The detailed survey of statutes, “EPA Legal Tools to Advance Environmental Justice,” puts more of a focus on tools that environmental justice advocates argue that the agency haven’t always been wielded, including civil rights laws. The roadmap also reflects EPA Administrator Michael Regan’s 2021 call to all employees to find more ways to integrate environmental equity in their work as the administration pushes to make environmental justice a key platform across agencies.

While the document is primarily written for internal use, it also could assist states authorized to enforce environmental law and regulations as well as environmental justice advocacy groups and industry attorneys.

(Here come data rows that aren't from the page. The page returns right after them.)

// # Address Service Trait
//
// Defines the interface for the elastic address pool and the shared
// bandwidth package its addresses are metered through.
//
// ## Address Lifecycle
//
// ```text
// allocate ──► Allocated ──► GroupMember ──► Available ──► Bound
//                                               │
//                                               └─► removed from group ──► Released
// ```
//
// "Available" becomes visible asynchronously after allocation, so a listing
// immediately after provisioning may not include the new address yet.

use crate::config::AllocationParams;
use crate::pagination::{Page, PageRequest};
use async_trait::async_trait;
use serde::{Deserialize, Serialize};
use std::net::IpAddr;

/// Address status as reported by the address service
#[derive(Debug, Clone, PartialEq, Eq, Serialize, Deserialize)]
pub enum AddressStatus {
    /// Unbound and ready to associate
    Available,
    /// Bound to an instance
    InUse,
    /// Association in progress
    Associating,
    /// Disassociation in progress
    Unassociating,
    /// Any status this crate does not model explicitly
    Other(String),
}

impl AddressStatus {
    /// Parse the service's status string
    pub fn parse(raw: &str) -> Self {
        match raw {
            "Available" => AddressStatus::Available,
            "InUse" => AddressStatus::InUse,
            "Associating" => AddressStatus::Associating,
            "Unassociating" => AddressStatus::Unassociating,
            other => AddressStatus::Other(other.to_string()),
        }
    }

    /// The service's spelling of this status
    pub fn as_str(&self) -> &str {
        match self {
            AddressStatus::Available => "Available",
            AddressStatus::InUse => "InUse",
            AddressStatus::Associating => "Associating",
            AddressStatus::Unassociating => "Unassociating",
            AddressStatus::Other(raw) => raw,
        }
    }
}

/// An elastic address as seen by one listing call
#[derive(Debug, Clone, PartialEq, Eq, Serialize, Deserialize)]
pub struct Address {
    /// Allocation identifier, used by every mutating call
    pub allocation_id: String,
    /// The public IP literal
    pub ip: IpAddr,
    /// Current status
    pub status: AddressStatus,
    /// Bandwidth package this address is a member of
    pub bandwidth_package_id: Option<String>,
}

/// Result of allocating a new address
#[derive(Debug, Clone, PartialEq, Eq)]
pub struct AllocatedAddress {
    /// Allocation identifier of the new address
    pub allocation_id: String,
    /// IP literal, when the service returns it with the allocation
    pub ip: Option<IpAddr>,
}

/// Trait for address service implementations
///
/// Each method performs exactly one remote call. Retries, page walking and
/// continuation on failure are owned by the reconciler.
///
/// # Trust Level: Untrusted
///
/// ## Forbidden Capabilities
/// - ❌ Retry or sleep (owned by `RetryPolicy`)
/// - ❌ Walk pages (owned by `pagination::collect_pages`)
/// - ❌ Cache the pool between calls (the reconciler re-queries on purpose)
/// - ❌ Decide how many addresses to allocate or which ones to release
#[async_trait]
pub trait AddressService: Send + Sync {
    /// List one page of addresses in `status`
    async fn describe_addresses(
        &self,
        status: &AddressStatus,
        page: PageRequest,
    ) -> Result<Page<Address>, crate::Error>;

    /// Allocate one new address
    async fn allocate_address(
        &self,
        params: &AllocationParams,
    ) -> Result<AllocatedAddress, crate::Error>;

    /// Bind an address to an instance
    async fn associate_address(
        &self,
        allocation_id: &str,
        instance_id: &str,
    ) -> Result<(), crate::Error>;

    /// Permanently deallocate an address
    async fn release_address(&self, allocation_id: &str) -> Result<(), crate::Error>;

    /// Register an address as a member of a bandwidth package
    async fn add_to_bandwidth_package(
        &self,
        allocation_id: &str,
        bandwidth_package_id: &str,
    ) -> Result<(), crate::Error>;

    /// Remove an address from a bandwidth package
    async fn remove_from_bandwidth_package(
        &self,
        allocation_id: &str,
        bandwidth_package_id: &str,
    ) -> Result<(), crate::Error>;

    /// Get the service name (for logging/debugging)
    fn service_name(&self) -> &'static str;
}
//! Environment configuration
//!
//! Every variable is read exactly once, here, through a lookup function so
//! parsing can be tested without touching the process environment.

use anyhow::{Context, Result, bail};
use eip_core::config::MAX_PAGE_SIZE;
use eip_core::{
    AllocationParams, DiscoveryConfig, InternetChargeType, ReconcileConfig, RetryPolicy,
    TagSelector,
};
use eip_provider_aliyun::AliyunConfig;
use std::str::FromStr;
use std::time::Duration;
use tracing::Level;

/// The one task a run performs
#[derive(Debug, Clone)]
pub enum Task {
    /// Reconcile EIPs for the tagged fleet
    Associate(ReconcileConfig),
    /// Stop, re-size and start every tagged instance
    Resize {
        selector: TagSelector,
        instance_type: String,
        page_size: u32,
    },
    /// Rename every tagged instance to `<prefix><n>`
    Rename {
        selector: TagSelector,
        prefix: String,
        start_index: u32,
        page_size: u32,
    },
}

impl Task {
    pub fn name(&self) -> &'static str {
        match self {
            Task::Associate(_) => "associate",
            Task::Resize { .. } => "resize",
            Task::Rename { .. } => "rename",
        }
    }
}

/// Validated process configuration
#[derive(Debug, Clone)]
pub struct Settings {
    pub aliyun: AliyunConfig,
    pub dry_run: bool,
    pub log_level: Level,
    pub task: Task,
}

impl Settings {
    /// Load configuration from environment variables
    pub fn from_env() -> Result<Self> {
        Self::from_lookup(|name| std::env::var(name).ok())
    }

    /// Load configuration through `lookup`; empty values count as unset
    pub fn from_lookup<F>(lookup: F) -> Result<Self>
    where
        F: Fn(&str) -> Option<String>,
    {
        let get = |name: &str| lookup(name).filter(|v| !v.trim().is_empty());
        let require = |name: &str| {
            get(name).with_context(|| format!("{} is required. Set it via: export {}=...", name, name))
        };

        let mut aliyun = AliyunConfig::new(
            require("REGION_ID")?,
            require("ACCESS_KEY_ID")?,
            require("ACCESS_KEY_SECRET")?,
        );
        aliyun.ecs_endpoint = get("EIPR_ECS_ENDPOINT");
        aliyun.vpc_endpoint = get("EIPR_VPC_ENDPOINT");

        let dry_run = match get("EIPR_MODE").map(|m| m.to_lowercase()) {
            None => false,
            Some(mode) if mode == "dry-run" => true,
            Some(mode) if mode == "live" => false,
            Some(mode) => bail!("EIPR_MODE '{}' is not valid. Valid modes: dry-run, live", mode),
        };

        let log_level = parse_log_level(get("EIPR_LOG_LEVEL").as_deref().unwrap_or("info"))?;

        let page_size: u32 =
            parse_in_range(get("EIPR_PAGE_SIZE"), "EIPR_PAGE_SIZE", 1..=MAX_PAGE_SIZE, 50)?;

        let task_name = get("EIPR_TASK").unwrap_or_else(|| "associate".to_string());
        let task = match task_name.to_lowercase().as_str() {
            "associate" => {
                let selector = TagSelector::new(require("EIPR_TAG_KEY")?, require("EIPR_TAG_VALUE")?);

                let internet_charge_type = match get("EIPR_CHARGE_TYPE") {
                    None => InternetChargeType::default(),
                    Some(raw) => InternetChargeType::parse(&raw).with_context(|| {
                        format!(
                            "EIPR_CHARGE_TYPE '{}' is not valid. Valid types: PayByTraffic, PayByBandwidth",
                            raw
                        )
                    })?,
                };
                let allocation = AllocationParams {
                    isp: get("EIPR_ISP").unwrap_or_else(|| AllocationParams::default().isp),
                    internet_charge_type,
                    bandwidth_mbps: get("EIPR_BANDWIDTH_MBPS")
                        .map(|raw| parse_number::<u32>(&raw, "EIPR_BANDWIDTH_MBPS"))
                        .transpose()?,
                };

                let running_only = match get("EIPR_RUNNING_ONLY") {
                    None => true,
                    Some(raw) => parse_bool(&raw, "EIPR_RUNNING_ONLY")?,
                };

                let max_attempts: u32 =
                    parse_in_range(get("EIPR_BIND_MAX_ATTEMPTS"), "EIPR_BIND_MAX_ATTEMPTS", 1..=20, 5)?;
                let delay_ms: u64 = parse_in_range(
                    get("EIPR_BIND_RETRY_DELAY_MS"),
                    "EIPR_BIND_RETRY_DELAY_MS",
                    0..=60_000,
                    1_000,
                )?;
                let bind_retry = match get("EIPR_BIND_MAX_DELAY_MS") {
                    None => RetryPolicy::fixed(max_attempts, Duration::from_millis(delay_ms)),
                    Some(raw) => {
                        let max_delay_ms: u64 =
                            parse_in_range(Some(raw), "EIPR_BIND_MAX_DELAY_MS", 0..=300_000, 0)?;
                        RetryPolicy::exponential(
                            max_attempts,
                            Duration::from_millis(delay_ms),
                            Duration::from_millis(max_delay_ms),
                        )
                    }
                };

                let config = ReconcileConfig::new(selector, require("EIPR_BANDWIDTH_PACKAGE_ID")?)
                    .with_allocation(allocation)
                    .with_discovery(DiscoveryConfig {
                        page_size,
                        running_only,
                    })
                    .with_bind_retry(bind_retry);
                config.validate()?;

                Task::Associate(config)
            }
            "resize" => Task::Resize {
                selector: TagSelector::new(require("EIPR_TAG_KEY")?, require("EIPR_TAG_VALUE")?),
                instance_type: require("EIPR_RESIZE_INSTANCE_TYPE")?,
                page_size,
            },
            "rename" => Task::Rename {
                selector: TagSelector::new(require("EIPR_TAG_KEY")?, require("EIPR_TAG_VALUE")?),
                prefix: get("EIPR_RENAME_PREFIX").unwrap_or_else(|| "rnode".to_string()),
                start_index: parse_number(&require("EIPR_RENAME_START")?, "EIPR_RENAME_START")?,
                page_size,
            },
            other => bail!(
                "EIPR_TASK '{}' is not supported. Supported tasks: associate, resize, rename",
                other
            ),
        };

        Ok(Self {
            aliyun,
            dry_run,
            log_level,
            task,
        })
    }
}

fn parse_log_level(raw: &str) -> Result<Level> {
    match raw.to_lowercase().as_str() {
        "trace" => Ok(Level::TRACE),
        "debug" => Ok(Level::DEBUG),
        "info" => Ok(Level::INFO),
        "warn" => Ok(Level::WARN),
        "error" => Ok(Level::ERROR),
        _ => bail!(
            "EIPR_LOG_LEVEL '{}' is not valid. Valid levels: trace, debug, info, warn, error",
            raw
        ),
    }
}

fn parse_bool(raw: &str, name: &str) -> Result<bool> {
    match raw.to_lowercase().as_str() {
        "true" | "1" | "yes" => Ok(true),
        "false" | "0" | "no" => Ok(false),
        _ => bail!("{} must be true or false. Got: {}", name, raw),
    }
}

fn parse_number<T>(raw: &str, name: &str) -> Result<T>
where
    T: FromStr,
    T::Err: std::error::Error + Send + Sync + 'static,
{
    raw.trim()
        .parse()
        .with_context(|| format!("{} must be a number. Got: {}", name, raw))
}

fn parse_in_range<T>(
    raw: Option<String>,
    name: &str,
    range: std::ops::RangeInclusive<T>,
    default: T,
) -> Result<T>
where
    T: FromStr + PartialOrd + std::fmt::Display,
    T::Err: std::error::Error + Send + Sync + 'static,
{
    let Some(raw) = raw else {
        return Ok(default);
    };

    let value: T = parse_number(&raw, name)?;
    if !range.contains(&value) {
        bail!(
            "{} must be between {} and {}. Got: {}",
            name,
            range.start(),
            range.end(),
            value
        );
    }
    Ok(value)
}
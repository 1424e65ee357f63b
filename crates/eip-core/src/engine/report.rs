//! Pass report
//!
//! Summary of one reconciliation pass. Per-item failures never abort the
//! pass, so this is where they surface.

use crate::config::TagSelector;
use chrono::{DateTime, Utc};
use serde::{Deserialize, Serialize};
use std::net::IpAddr;

/// Which step an item failed in
#[derive(Debug, Clone, Copy, PartialEq, Eq, Serialize, Deserialize)]
#[serde(rename_all = "snake_case")]
pub enum Step {
    Allocate,
    JoinBandwidthPackage,
    LeaveBandwidthPackage,
    Release,
    StopInstance,
    ModifyInstanceSpec,
    StartInstance,
    RenameInstance,
}

/// A per-item failure that was logged and skipped
#[derive(Debug, Clone, PartialEq, Eq, Serialize, Deserialize)]
pub struct ItemFailure {
    /// Allocation or instance id, or a placeholder when the item never got one
    pub id: String,
    /// Failed step
    pub step: Step,
    /// Rendered error
    pub error: String,
}

impl ItemFailure {
    pub(crate) fn new(id: impl Into<String>, step: Step, error: &crate::Error) -> Self {
        Self {
            id: id.into(),
            step,
            error: error.to_string(),
        }
    }
}

/// A successful binding
#[derive(Debug, Clone, PartialEq, Eq, Serialize, Deserialize)]
pub struct Binding {
    pub instance_id: String,
    pub allocation_id: String,
    pub ip: IpAddr,
    /// Attempts the bind took
    pub attempts: u32,
}

/// A binding that failed on every attempt
#[derive(Debug, Clone, PartialEq, Eq, Serialize, Deserialize)]
pub struct BindFailure {
    pub instance_id: String,
    pub allocation_id: String,
    pub attempts: u32,
    pub error: String,
}

/// Summary of one reconciliation pass
#[derive(Debug, Clone, PartialEq, Eq, Serialize, Deserialize)]
pub struct PassReport {
    pub started_at: DateTime<Utc>,
    pub finished_at: DateTime<Utc>,

    /// Fleet the pass ran against
    pub selector: TagSelector,

    /// Tagged instances without any public address
    pub unbound_instances: usize,

    /// Available addresses before provisioning
    pub available_before: usize,

    /// `max(unbound - available, 0)`
    pub deficit: usize,

    /// Addresses allocated and registered this pass
    pub provisioned: Vec<String>,
    pub provision_failures: Vec<ItemFailure>,

    /// Available addresses the binder worked from
    pub available_for_binding: usize,

    pub bindings: Vec<Binding>,
    pub bind_failures: Vec<BindFailure>,

    /// Instances left without an address because supply ran out
    pub unpaired_instances: Vec<String>,

    /// Surplus addresses released at the end of the pass
    pub reclaimed: Vec<String>,
    pub reclaim_failures: Vec<ItemFailure>,

    /// Listing pages that failed anywhere in the pass
    pub failed_pages: u32,
}

impl PassReport {
    pub(crate) fn begin(selector: TagSelector) -> Self {
        let now = Utc::now();
        Self {
            started_at: now,
            finished_at: now,
            selector,
            unbound_instances: 0,
            available_before: 0,
            deficit: 0,
            provisioned: Vec::new(),
            provision_failures: Vec::new(),
            available_for_binding: 0,
            bindings: Vec::new(),
            bind_failures: Vec::new(),
            unpaired_instances: Vec::new(),
            reclaimed: Vec::new(),
            reclaim_failures: Vec::new(),
            failed_pages: 0,
        }
    }

    /// True when nothing failed and every unbound instance got an address
    pub fn is_clean(&self) -> bool {
        self.provision_failures.is_empty()
            && self.bind_failures.is_empty()
            && self.unpaired_instances.is_empty()
            && self.reclaim_failures.is_empty()
            && self.failed_pages == 0
    }

    /// Wall-clock duration of the pass
    pub fn elapsed(&self) -> chrono::Duration {
        self.finished_at.signed_duration_since(self.started_at)
    }
}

The updated toolbox showcases “a wide range of legal authorities that EPA can deploy to ensure its programs and activities protect the health and environment of all people, no matter the color of their skin, their zip code, or how much money they have in their pocket,” Regan wrote in the document’s introduction.

Cataloged Authorities

Beyond the chemical law revision, the document provides more detail or expands upon other authorities EPA has to promote environmental justice, from civil rights law to the Clean Air Act. Section 309 of the air pollution statute, for example, gives EPA the authority to review and comment on environmental impact assessments conducted by other federal agencies.

EPA can use that Clean Air Act authority to point out areas where it believes the assessments fall short, such as when agencies offer less-than-vigorous outreach to the public, including marginalized and indigenous communities.

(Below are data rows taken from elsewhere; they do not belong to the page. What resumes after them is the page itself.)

//! Bounded retry policy
//!
//! Retries live in the core, never in providers. A policy is a plain value:
//! maximum attempts plus a delay schedule. The same policy type drives
//! binding and the maintenance status waits.

use crate::error::{Error, Result};
use serde::{Deserialize, Serialize};
use std::future::Future;
use std::time::Duration;
use tracing::warn;

/// Delay growth between attempts
#[derive(Debug, Clone, Copy, PartialEq, Eq, Default, Serialize, Deserialize)]
#[serde(tag = "kind", rename_all = "snake_case")]
pub enum Backoff {
    /// The same delay before every retry
    #[default]
    Fixed,
    /// Doubling delay, capped at `max_delay_ms`
    Exponential {
        /// Upper bound for a single delay
        max_delay_ms: u64,
    },
}

/// Bounded retry policy
#[derive(Debug, Clone, Copy, PartialEq, Eq, Serialize, Deserialize)]
pub struct RetryPolicy {
    /// Total attempts including the first one
    pub max_attempts: u32,

    /// Delay before the first retry (in milliseconds)
    pub delay_ms: u64,

    /// How the delay grows on later retries
    #[serde(default)]
    pub backoff: Backoff,
}

impl RetryPolicy {
    /// Fixed delay between `max_attempts` attempts
    pub fn fixed(max_attempts: u32, delay: Duration) -> Self {
        Self {
            max_attempts,
            delay_ms: duration_ms(delay),
            backoff: Backoff::Fixed,
        }
    }

    /// Doubling delay starting at `initial`, never exceeding `max`
    pub fn exponential(max_attempts: u32, initial: Duration, max: Duration) -> Self {
        Self {
            max_attempts,
            delay_ms: duration_ms(initial),
            backoff: Backoff::Exponential {
                max_delay_ms: duration_ms(max),
            },
        }
    }

    /// A single attempt, no retries
    pub fn once() -> Self {
        Self::fixed(1, Duration::ZERO)
    }

    /// Binding policy: 5 attempts, 1 second apart
    pub fn bind_default() -> Self {
        Self::fixed(5, Duration::from_secs(1))
    }

    /// Instance status wait: 10 attempts, 3 seconds apart
    pub fn status_wait_default() -> Self {
        Self::fixed(10, Duration::from_secs(3))
    }

    /// Delay to wait after failed attempt number `attempt` (1-based)
    pub fn delay_after(&self, attempt: u32) -> Duration {
        match self.backoff {
            Backoff::Fixed => Duration::from_millis(self.delay_ms),
            Backoff::Exponential { max_delay_ms } => {
                let shift = attempt.saturating_sub(1).min(20);
                let grown = self.delay_ms.saturating_mul(1u64 << shift);
                Duration::from_millis(grown.min(max_delay_ms))
            }
        }
    }

    /// Every delay the policy would sleep if all attempts fail
    pub fn schedule(&self) -> Vec<Duration> {
        (1..self.max_attempts).map(|a| self.delay_after(a)).collect()
    }

    /// Validate the policy
    pub fn validate(&self) -> Result<()> {
        if self.max_attempts == 0 {
            return Err(Error::config("Retry policy needs at least one attempt"));
        }
        if let Backoff::Exponential { max_delay_ms } = self.backoff
            && max_delay_ms < self.delay_ms
        {
            return Err(Error::config(format!(
                "Retry max delay ({}ms) is below the initial delay ({}ms)",
                max_delay_ms, self.delay_ms
            )));
        }
        Ok(())
    }

    /// Run `op` until it succeeds or the attempts are used up
    ///
    /// Sleeps between attempts, never after the last one. On exhaustion the
    /// final error is wrapped in [`Error::RetriesExhausted`].
    ///
    /// # Parameters
    ///
    /// - `operation`: Label for logs and the exhaustion error
    /// - `op`: One attempt; receives the 1-based attempt number
    pub async fn run<T, F, Fut>(&self, operation: &str, mut op: F) -> Result<T>
    where
        F: FnMut(u32) -> Fut,
        Fut: Future<Output = Result<T>>,
    {
        let max_attempts = self.max_attempts.max(1);
        let mut attempt = 1;

        loop {
            match op(attempt).await {
                Ok(value) => return Ok(value),
                Err(e) if attempt < max_attempts => {
                    let delay = self.delay_after(attempt);
                    warn!(
                        "{}: attempt {}/{} failed, retrying in {:?}: {}",
                        operation, attempt, max_attempts, delay, e
                    );
                    tokio::time::sleep(delay).await;
                    attempt += 1;
                }
                Err(e) => {
                    return Err(Error::RetriesExhausted {
                        operation: operation.to_string(),
                        attempts: attempt,
                        last: Box::new(e),
                    });
                }
            }
        }
    }
}

impl Default for RetryPolicy {
    fn default() -> Self {
        Self::bind_default()
    }
}

fn duration_ms(d: Duration) -> u64 {
    u64::try_from(d.as_millis()).unwrap_or(u64::MAX)
}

The updated legal review also includes a more detailed discussion of how EPA can use civil rights law that bars discrimination, including in programs and activities awarded funding from the agency.

The statutory authorities outlined in the document—which also include the Safe Drinking Water Act, pesticide and chemical protections, and assisting agencies in their environmental impact reviews under the National Environmental Policy Act—are not the only tools the EPA can wield in pursuing environmental equity, EPA General Counsel Jeffrey Prieto said.

The legal tools instead should be viewed in tandem with other enforcement and other guidance that set out ways to address public health and environmental quality disparities in such communities, Prieto wrote in a separate introduction.

Prieto wrote that he is also pressing his office and various EPA offices of regional counsel “to exercise leadership in identifying options to advance environmental justice and equity, as well as civil rights compliance” to address environmental injustice.